What you should do: Give the lines below again exactly, starting with the line that holds "pub const MAX_SUPPORTED_VERSION: u32 = 1;" and going on through the line that holds "is not listed.".

(Saved entries)
════════════════
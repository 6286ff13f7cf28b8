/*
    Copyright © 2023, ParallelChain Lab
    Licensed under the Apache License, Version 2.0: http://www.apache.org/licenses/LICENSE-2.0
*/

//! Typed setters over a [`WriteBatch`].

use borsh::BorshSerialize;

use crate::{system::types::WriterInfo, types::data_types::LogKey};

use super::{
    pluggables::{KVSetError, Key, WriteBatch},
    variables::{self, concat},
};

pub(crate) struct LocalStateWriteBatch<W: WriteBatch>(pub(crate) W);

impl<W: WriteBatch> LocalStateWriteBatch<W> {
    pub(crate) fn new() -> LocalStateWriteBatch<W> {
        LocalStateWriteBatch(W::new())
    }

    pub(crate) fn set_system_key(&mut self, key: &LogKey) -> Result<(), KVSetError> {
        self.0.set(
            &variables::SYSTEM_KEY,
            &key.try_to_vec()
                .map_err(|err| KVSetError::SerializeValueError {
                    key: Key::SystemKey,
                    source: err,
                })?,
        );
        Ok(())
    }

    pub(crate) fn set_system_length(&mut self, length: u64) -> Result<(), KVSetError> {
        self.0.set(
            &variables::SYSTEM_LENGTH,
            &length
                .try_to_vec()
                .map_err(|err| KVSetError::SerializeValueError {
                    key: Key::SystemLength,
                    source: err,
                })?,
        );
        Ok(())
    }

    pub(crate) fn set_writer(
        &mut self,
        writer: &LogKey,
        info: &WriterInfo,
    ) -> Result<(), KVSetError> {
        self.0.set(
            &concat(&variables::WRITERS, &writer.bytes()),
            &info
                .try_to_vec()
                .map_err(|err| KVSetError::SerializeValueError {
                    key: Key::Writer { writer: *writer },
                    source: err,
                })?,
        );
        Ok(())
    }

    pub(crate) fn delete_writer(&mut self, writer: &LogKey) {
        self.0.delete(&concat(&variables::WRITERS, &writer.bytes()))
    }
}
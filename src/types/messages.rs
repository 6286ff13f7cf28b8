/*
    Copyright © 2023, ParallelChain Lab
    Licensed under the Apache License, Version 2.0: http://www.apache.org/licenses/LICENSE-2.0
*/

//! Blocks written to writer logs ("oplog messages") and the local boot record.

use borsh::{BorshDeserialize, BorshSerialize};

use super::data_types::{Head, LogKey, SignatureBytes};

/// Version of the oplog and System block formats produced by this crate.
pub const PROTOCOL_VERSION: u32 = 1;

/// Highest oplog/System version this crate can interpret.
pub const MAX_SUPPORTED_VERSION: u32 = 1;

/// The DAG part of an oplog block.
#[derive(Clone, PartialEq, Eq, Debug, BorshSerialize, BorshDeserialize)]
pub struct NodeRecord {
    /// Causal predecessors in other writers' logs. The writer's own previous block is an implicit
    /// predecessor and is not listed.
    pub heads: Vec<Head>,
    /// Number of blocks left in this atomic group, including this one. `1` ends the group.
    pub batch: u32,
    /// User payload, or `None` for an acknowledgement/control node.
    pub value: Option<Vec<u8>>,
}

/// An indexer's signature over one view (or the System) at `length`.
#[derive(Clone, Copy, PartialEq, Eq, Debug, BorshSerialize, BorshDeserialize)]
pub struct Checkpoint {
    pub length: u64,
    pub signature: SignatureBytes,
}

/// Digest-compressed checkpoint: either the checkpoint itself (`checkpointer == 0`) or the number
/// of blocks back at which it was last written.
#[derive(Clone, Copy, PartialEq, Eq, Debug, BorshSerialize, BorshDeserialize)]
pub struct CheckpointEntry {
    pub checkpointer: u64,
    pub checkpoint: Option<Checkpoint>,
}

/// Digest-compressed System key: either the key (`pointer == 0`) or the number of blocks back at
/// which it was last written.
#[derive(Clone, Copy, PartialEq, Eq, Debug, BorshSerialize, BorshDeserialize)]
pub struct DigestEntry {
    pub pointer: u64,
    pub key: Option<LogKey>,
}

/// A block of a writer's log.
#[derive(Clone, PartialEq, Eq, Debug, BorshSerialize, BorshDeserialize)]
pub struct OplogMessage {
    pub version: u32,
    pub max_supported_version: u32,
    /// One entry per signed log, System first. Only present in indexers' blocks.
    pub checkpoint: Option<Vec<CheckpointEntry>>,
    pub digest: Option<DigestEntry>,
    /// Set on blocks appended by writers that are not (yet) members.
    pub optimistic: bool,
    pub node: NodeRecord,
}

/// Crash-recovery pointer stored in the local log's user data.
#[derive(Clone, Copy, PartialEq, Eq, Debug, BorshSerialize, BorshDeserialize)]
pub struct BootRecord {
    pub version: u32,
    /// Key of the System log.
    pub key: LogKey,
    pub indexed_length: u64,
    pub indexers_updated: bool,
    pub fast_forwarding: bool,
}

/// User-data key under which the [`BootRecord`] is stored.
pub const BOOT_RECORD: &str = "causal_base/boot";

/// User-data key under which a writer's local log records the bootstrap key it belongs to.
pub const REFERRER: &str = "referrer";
════════════════
Result of the task:
pub const MAX_SUPPORTED_VERSION: u32 = 1;

/// The DAG part of an oplog block.
#[derive(Clone, PartialEq, Eq, Debug, BorshSerialize, BorshDeserialize)]
pub struct NodeRecord {
    /// Causal predecessors in other writers' logs. The writer's own previous block is an implicit
    /// predecessor and is not listed.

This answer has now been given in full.